REQUIREMENT: Check each line of the material below for the string "same", then report how many lines have it, and nothing else.

DATA PROVIDED:
------
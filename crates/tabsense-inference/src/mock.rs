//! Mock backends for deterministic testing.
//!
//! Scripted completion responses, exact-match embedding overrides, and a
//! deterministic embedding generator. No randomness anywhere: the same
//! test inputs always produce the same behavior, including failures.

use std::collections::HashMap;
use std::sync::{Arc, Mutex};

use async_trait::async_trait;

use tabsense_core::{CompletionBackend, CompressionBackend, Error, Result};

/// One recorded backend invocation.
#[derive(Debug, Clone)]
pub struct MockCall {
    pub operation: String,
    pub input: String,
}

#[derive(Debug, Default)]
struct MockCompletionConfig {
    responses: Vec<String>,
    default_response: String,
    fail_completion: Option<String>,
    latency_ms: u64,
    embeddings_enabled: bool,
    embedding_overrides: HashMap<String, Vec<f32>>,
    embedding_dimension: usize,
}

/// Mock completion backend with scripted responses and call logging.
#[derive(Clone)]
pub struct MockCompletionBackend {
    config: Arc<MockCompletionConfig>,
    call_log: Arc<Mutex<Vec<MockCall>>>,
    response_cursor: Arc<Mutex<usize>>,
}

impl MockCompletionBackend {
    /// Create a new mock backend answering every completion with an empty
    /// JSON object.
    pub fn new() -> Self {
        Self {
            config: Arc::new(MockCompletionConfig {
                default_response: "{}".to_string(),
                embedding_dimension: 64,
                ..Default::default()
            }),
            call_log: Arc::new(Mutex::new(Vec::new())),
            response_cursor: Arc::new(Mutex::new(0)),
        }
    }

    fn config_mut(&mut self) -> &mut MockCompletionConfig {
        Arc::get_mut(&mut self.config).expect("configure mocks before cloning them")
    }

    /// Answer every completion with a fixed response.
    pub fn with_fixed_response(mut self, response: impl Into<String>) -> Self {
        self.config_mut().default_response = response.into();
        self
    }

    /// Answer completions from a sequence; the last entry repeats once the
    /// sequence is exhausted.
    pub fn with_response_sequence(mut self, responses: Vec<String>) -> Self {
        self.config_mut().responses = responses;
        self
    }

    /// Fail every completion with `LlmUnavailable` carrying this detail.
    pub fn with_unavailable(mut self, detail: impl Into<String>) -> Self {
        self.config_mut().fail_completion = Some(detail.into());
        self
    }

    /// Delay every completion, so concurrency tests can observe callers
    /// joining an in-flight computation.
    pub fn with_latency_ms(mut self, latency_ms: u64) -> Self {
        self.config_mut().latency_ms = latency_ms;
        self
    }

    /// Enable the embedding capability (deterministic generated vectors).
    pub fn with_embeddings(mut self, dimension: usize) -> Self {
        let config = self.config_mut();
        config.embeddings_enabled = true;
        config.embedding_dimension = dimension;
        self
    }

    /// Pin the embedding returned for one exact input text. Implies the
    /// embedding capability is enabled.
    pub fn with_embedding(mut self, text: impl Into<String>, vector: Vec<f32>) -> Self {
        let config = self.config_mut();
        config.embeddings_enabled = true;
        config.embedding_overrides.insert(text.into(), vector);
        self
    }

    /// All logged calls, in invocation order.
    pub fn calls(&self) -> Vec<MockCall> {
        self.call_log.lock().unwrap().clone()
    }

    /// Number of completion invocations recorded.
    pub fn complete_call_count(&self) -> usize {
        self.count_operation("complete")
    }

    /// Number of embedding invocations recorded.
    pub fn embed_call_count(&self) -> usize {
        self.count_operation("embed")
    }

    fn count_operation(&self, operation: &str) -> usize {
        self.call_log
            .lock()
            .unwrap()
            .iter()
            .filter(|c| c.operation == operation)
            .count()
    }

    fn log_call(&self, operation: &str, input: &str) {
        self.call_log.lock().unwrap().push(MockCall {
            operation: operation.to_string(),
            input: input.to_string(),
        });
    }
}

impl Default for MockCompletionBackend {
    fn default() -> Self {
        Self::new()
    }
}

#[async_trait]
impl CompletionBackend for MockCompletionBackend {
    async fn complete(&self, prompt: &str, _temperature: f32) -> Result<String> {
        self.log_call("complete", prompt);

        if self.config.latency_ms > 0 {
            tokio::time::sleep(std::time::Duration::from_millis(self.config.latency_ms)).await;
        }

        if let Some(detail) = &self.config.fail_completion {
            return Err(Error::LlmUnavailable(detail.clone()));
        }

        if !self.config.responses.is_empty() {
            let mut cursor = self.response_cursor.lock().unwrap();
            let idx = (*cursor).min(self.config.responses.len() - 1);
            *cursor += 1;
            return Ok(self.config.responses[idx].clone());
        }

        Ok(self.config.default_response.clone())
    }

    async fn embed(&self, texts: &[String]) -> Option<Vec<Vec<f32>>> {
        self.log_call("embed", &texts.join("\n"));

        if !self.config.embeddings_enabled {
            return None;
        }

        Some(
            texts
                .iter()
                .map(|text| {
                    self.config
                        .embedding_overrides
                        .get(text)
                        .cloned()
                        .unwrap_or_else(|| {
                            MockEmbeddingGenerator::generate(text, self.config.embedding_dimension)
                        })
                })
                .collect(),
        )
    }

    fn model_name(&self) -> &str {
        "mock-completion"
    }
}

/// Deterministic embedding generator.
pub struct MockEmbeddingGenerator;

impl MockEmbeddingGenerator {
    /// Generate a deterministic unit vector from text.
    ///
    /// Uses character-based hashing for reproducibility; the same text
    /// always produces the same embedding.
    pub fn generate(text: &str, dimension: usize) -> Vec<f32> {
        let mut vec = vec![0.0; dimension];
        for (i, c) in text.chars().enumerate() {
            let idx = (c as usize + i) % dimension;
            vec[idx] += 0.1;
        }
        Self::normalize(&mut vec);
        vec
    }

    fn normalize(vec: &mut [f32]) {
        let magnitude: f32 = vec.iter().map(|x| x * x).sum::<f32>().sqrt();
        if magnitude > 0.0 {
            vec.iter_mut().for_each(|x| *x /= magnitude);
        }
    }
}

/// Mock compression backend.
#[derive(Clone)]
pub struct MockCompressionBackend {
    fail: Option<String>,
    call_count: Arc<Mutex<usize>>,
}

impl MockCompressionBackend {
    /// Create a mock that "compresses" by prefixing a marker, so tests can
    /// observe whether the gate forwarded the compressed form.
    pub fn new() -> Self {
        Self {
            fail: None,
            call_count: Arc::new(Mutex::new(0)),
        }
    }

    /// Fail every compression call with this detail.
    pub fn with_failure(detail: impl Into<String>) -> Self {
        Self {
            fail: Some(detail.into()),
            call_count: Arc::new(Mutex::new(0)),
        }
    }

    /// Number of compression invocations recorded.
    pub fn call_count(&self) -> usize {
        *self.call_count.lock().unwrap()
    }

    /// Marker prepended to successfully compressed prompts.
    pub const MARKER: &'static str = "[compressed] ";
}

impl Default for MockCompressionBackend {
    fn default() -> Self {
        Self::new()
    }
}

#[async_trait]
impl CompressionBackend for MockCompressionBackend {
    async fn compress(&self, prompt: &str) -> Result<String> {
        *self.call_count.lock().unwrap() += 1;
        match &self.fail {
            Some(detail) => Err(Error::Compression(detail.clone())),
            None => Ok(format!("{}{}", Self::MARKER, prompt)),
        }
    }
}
------
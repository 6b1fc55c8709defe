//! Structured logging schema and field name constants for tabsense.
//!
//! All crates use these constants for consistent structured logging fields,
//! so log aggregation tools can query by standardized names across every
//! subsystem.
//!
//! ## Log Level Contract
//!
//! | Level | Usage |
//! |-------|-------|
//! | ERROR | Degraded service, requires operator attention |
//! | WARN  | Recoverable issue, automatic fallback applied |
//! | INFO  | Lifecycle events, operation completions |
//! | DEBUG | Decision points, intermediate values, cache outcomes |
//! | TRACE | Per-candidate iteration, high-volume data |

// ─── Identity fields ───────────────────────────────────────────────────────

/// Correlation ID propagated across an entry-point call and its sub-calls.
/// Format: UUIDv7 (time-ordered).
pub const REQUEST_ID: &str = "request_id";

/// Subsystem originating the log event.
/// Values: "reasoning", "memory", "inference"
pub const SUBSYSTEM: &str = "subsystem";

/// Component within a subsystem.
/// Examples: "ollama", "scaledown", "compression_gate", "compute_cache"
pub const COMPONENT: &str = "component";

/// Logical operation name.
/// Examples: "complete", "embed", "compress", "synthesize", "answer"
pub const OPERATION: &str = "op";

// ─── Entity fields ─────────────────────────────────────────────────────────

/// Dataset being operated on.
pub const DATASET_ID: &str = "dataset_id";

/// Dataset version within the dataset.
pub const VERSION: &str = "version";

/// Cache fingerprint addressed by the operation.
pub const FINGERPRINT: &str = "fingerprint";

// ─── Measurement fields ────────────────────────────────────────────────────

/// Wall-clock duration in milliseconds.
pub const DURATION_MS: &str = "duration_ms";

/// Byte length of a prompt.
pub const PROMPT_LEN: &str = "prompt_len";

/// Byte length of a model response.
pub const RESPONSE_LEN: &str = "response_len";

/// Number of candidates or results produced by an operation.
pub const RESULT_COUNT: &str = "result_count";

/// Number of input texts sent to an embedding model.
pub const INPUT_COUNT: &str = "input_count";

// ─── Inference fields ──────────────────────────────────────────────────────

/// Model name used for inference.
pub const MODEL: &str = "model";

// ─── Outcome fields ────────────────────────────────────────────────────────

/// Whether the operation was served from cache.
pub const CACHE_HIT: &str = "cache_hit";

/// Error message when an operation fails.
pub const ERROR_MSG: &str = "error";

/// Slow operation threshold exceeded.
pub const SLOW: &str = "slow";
------
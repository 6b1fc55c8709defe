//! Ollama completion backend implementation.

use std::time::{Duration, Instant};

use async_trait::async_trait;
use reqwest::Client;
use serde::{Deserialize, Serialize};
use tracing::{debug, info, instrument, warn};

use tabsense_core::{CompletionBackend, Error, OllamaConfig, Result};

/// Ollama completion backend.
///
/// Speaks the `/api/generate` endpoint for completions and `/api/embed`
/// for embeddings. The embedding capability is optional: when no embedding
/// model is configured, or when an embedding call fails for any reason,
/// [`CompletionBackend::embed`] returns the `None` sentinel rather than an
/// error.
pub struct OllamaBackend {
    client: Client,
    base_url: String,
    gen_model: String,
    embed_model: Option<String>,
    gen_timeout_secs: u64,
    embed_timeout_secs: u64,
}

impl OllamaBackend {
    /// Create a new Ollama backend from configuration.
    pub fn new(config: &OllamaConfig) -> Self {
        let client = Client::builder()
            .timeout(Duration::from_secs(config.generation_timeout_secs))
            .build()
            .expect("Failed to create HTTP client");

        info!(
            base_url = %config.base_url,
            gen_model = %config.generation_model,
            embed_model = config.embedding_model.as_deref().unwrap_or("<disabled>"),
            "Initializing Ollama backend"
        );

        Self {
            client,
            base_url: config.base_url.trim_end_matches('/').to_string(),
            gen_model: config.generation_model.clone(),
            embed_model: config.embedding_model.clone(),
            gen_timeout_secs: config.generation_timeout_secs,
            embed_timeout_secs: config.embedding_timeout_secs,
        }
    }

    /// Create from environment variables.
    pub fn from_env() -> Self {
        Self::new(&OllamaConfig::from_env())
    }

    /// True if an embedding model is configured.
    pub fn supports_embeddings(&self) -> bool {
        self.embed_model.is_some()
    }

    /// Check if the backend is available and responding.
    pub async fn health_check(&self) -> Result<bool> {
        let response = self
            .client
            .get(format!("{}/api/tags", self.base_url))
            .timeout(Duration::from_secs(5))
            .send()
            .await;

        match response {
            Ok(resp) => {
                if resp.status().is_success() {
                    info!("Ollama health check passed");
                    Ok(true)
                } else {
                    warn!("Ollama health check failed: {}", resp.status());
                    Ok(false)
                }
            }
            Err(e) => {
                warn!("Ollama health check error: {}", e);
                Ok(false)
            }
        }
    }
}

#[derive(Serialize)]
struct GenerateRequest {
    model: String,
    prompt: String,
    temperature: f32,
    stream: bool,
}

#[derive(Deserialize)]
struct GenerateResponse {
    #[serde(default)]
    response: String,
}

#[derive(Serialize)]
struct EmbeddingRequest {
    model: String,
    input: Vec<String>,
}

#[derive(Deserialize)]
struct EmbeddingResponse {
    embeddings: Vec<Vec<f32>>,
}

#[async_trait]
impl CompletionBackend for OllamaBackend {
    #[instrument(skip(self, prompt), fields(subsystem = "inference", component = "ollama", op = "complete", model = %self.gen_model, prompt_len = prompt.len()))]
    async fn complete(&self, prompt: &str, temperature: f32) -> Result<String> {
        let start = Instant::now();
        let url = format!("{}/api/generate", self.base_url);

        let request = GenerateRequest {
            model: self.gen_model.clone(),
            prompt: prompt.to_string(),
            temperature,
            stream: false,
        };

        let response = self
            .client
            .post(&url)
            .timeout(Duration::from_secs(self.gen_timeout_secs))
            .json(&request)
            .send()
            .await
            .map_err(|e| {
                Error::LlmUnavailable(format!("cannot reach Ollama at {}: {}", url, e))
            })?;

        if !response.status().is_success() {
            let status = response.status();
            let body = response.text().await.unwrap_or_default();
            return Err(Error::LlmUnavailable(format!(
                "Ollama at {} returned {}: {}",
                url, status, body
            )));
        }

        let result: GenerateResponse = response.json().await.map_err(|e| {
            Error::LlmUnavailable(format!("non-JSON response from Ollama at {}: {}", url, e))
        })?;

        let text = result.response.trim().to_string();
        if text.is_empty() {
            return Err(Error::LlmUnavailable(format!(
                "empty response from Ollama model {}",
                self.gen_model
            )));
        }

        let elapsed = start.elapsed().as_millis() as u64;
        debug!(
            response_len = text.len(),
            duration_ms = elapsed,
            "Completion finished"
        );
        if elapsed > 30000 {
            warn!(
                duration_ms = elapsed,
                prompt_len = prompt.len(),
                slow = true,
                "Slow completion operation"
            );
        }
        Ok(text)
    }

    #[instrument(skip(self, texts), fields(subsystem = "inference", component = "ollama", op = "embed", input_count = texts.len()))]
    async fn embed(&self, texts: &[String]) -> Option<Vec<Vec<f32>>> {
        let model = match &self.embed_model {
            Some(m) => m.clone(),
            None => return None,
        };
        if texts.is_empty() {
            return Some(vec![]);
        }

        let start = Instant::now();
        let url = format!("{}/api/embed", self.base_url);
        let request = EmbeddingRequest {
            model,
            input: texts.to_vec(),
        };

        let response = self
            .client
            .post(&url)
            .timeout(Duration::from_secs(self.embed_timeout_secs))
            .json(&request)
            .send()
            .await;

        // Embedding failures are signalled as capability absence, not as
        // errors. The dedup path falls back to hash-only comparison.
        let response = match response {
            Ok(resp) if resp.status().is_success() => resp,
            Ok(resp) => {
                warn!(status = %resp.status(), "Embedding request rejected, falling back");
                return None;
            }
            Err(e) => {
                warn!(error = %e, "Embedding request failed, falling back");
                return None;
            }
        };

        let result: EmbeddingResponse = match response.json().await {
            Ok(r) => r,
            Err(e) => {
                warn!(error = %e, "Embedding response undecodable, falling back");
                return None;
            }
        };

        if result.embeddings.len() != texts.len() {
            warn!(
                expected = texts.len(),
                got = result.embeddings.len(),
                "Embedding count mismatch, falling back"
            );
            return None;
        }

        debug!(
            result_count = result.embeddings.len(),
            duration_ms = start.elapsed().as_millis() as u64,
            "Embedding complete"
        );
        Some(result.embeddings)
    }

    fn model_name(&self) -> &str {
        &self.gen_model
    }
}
------
REPLY TO THE TASK: 4